* _Task prompt_
Look through the data below and, wherever a line carries the word "prefix", please copy that line.

Saved data entries:

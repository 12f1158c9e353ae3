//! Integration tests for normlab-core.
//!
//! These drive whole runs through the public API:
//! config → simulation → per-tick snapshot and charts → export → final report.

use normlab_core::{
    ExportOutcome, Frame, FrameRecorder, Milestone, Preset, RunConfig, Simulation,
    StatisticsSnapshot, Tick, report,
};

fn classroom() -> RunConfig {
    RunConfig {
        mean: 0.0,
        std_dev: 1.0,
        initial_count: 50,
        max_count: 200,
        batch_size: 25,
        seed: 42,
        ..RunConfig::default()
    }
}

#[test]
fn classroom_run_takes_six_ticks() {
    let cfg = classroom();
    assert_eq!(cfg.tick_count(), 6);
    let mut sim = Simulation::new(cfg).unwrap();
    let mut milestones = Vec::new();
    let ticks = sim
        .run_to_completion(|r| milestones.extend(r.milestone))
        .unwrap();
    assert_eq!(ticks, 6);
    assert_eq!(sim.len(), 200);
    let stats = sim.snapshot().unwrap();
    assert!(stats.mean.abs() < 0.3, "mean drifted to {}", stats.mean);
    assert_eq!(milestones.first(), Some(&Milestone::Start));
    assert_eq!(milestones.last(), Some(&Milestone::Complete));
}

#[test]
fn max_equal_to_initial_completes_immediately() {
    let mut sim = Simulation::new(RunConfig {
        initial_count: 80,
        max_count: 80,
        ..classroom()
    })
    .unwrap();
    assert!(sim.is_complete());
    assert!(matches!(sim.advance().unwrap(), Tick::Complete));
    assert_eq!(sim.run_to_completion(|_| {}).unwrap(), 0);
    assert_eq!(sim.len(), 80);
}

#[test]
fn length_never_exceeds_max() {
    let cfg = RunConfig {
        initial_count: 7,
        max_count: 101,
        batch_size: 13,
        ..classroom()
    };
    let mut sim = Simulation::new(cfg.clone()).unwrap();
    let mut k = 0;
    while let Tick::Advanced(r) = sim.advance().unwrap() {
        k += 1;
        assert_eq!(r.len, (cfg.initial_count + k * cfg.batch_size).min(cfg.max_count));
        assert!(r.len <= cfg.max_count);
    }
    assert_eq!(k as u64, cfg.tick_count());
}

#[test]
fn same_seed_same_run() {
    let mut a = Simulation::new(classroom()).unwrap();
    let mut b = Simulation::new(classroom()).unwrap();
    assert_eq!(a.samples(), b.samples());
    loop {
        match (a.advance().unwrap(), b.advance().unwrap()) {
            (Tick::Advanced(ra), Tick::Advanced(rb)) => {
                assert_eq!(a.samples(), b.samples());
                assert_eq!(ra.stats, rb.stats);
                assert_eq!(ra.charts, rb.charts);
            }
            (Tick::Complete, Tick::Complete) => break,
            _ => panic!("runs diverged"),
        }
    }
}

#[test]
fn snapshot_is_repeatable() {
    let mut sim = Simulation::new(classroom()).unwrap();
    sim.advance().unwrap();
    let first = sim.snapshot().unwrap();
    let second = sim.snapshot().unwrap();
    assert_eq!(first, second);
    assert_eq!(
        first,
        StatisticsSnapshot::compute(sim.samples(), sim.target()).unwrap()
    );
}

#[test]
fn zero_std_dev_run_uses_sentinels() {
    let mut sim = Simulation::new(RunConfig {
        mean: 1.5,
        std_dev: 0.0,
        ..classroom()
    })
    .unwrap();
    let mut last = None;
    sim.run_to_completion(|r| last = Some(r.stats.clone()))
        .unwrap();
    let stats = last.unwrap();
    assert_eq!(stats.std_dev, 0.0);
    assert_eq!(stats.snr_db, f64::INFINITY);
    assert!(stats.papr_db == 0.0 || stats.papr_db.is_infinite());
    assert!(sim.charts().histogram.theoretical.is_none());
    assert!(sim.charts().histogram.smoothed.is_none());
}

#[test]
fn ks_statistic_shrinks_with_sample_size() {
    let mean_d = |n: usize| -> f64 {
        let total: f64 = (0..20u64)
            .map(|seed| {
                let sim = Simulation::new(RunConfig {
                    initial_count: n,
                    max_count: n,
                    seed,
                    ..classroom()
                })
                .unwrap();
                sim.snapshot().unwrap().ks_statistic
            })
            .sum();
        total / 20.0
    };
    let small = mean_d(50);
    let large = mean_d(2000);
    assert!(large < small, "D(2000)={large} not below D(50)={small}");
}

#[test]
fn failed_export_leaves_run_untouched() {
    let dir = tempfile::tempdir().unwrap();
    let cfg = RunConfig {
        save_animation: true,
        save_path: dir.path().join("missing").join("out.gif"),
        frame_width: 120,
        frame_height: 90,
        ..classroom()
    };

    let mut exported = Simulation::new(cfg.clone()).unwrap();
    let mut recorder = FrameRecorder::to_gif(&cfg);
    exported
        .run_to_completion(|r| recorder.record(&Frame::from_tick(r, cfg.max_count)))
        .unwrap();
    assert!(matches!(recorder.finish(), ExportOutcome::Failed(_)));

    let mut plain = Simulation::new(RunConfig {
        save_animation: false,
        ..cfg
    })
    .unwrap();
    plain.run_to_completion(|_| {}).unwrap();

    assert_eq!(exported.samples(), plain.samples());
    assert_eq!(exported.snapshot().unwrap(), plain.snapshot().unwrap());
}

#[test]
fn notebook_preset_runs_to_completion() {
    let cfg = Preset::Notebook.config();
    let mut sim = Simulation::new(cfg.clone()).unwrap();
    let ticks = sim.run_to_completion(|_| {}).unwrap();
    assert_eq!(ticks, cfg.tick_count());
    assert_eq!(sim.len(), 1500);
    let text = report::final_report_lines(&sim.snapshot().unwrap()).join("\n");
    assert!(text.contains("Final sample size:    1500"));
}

* * *

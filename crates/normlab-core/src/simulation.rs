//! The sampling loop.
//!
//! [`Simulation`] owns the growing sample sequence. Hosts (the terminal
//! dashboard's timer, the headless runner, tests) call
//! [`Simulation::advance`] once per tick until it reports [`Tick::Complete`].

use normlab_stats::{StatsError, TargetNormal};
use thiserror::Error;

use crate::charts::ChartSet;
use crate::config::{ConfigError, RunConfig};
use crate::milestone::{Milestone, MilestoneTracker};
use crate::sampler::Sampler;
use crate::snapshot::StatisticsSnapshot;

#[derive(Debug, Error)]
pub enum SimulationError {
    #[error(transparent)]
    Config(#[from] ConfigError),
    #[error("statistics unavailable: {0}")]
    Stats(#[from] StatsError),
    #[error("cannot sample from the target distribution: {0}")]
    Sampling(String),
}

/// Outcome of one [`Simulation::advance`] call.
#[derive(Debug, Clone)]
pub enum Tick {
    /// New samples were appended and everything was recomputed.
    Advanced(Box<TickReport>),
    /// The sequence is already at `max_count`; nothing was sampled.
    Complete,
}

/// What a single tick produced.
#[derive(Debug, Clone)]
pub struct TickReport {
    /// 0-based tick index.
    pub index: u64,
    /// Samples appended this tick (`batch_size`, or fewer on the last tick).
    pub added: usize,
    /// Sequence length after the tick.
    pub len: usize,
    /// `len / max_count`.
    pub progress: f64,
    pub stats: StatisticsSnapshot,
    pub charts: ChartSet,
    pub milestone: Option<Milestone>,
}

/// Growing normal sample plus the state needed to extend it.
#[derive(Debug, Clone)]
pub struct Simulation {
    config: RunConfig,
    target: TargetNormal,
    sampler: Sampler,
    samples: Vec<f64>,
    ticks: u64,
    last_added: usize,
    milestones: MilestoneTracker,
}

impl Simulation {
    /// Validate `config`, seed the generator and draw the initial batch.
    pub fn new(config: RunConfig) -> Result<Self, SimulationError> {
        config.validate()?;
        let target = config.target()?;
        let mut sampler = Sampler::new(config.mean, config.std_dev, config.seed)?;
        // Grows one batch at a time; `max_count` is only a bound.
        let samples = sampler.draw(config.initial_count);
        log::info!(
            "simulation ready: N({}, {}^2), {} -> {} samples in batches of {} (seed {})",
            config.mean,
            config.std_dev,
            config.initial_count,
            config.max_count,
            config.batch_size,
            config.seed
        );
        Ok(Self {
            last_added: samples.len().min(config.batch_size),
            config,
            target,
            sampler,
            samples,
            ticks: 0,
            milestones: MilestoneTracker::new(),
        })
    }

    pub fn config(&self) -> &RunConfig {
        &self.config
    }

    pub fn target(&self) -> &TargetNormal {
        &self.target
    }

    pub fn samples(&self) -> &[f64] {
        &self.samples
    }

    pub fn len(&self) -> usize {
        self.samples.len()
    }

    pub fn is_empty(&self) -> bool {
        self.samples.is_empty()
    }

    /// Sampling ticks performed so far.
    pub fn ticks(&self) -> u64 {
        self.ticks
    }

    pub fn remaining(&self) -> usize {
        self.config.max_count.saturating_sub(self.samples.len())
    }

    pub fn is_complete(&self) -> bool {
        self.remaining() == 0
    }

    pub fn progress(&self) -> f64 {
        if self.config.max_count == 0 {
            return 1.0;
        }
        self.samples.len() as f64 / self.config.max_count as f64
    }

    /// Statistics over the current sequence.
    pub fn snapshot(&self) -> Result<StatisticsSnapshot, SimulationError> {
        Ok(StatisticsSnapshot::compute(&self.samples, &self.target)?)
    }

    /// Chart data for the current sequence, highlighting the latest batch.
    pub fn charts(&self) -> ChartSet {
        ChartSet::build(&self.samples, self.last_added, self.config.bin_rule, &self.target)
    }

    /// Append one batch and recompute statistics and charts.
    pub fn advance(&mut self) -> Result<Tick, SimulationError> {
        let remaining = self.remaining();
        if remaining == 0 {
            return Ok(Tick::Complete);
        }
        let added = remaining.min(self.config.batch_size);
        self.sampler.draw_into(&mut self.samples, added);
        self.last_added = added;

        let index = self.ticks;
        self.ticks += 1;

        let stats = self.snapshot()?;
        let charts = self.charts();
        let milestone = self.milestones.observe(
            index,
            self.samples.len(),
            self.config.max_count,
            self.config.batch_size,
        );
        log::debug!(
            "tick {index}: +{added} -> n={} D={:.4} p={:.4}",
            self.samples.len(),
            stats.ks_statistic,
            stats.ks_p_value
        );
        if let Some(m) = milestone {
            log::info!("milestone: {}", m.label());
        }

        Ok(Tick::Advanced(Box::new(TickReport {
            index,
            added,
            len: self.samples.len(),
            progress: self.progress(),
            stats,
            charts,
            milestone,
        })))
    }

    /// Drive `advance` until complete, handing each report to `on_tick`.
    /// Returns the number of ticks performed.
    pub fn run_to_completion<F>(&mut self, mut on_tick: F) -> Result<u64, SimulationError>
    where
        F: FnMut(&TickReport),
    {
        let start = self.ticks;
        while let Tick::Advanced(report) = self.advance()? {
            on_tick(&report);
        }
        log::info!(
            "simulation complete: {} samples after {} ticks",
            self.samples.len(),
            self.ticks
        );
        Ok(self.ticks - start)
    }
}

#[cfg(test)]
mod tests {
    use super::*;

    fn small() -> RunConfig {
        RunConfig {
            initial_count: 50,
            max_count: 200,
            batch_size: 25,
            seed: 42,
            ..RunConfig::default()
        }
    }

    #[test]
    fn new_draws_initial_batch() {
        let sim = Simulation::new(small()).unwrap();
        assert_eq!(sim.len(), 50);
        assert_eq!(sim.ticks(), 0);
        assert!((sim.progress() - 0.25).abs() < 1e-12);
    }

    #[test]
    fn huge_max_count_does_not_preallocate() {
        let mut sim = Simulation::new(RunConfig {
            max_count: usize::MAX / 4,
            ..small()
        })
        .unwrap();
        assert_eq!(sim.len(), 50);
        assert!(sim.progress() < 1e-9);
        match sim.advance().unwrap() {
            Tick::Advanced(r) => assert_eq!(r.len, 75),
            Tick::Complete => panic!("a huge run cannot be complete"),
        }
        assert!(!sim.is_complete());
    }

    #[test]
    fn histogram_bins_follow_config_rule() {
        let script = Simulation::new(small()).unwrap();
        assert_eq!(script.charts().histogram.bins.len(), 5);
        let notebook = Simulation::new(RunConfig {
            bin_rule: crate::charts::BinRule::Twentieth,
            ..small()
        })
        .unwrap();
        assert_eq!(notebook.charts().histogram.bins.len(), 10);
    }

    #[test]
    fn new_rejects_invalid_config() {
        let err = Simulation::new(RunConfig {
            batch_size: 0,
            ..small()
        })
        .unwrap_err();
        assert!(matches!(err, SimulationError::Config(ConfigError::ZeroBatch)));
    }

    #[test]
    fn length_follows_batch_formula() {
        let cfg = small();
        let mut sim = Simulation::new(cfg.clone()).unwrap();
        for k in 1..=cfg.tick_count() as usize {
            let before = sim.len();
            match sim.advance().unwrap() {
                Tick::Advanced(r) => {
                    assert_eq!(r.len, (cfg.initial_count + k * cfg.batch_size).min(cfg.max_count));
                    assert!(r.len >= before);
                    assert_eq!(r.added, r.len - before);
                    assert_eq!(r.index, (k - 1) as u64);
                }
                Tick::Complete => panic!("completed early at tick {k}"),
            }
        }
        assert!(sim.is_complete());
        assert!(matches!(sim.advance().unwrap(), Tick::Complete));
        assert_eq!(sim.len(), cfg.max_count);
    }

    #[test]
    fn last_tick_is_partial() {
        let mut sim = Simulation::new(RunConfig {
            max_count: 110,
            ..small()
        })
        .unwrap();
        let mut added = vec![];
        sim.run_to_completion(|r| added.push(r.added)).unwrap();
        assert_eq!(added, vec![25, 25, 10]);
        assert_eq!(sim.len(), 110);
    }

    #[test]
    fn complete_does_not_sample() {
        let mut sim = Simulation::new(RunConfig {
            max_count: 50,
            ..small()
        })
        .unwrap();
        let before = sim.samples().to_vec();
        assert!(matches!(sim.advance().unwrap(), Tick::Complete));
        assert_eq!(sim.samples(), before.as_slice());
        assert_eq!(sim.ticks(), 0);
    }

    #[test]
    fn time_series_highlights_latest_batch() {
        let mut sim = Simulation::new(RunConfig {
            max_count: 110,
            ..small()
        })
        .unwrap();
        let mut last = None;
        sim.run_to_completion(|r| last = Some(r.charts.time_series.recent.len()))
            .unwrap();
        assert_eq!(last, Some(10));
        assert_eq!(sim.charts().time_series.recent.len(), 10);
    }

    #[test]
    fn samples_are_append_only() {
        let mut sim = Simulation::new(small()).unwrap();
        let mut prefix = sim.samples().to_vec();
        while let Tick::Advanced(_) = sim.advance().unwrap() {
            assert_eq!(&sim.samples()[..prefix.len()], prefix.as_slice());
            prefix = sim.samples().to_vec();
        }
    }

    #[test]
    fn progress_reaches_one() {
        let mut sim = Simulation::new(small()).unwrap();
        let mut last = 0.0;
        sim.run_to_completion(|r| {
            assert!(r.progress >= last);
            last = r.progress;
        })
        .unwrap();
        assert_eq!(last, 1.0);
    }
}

* _Response area_
        let mut prefix = sim.samples().to_vec();
            assert_eq!(&sim.samples()[..prefix.len()], prefix.as_slice());
            prefix = sim.samples().to_vec();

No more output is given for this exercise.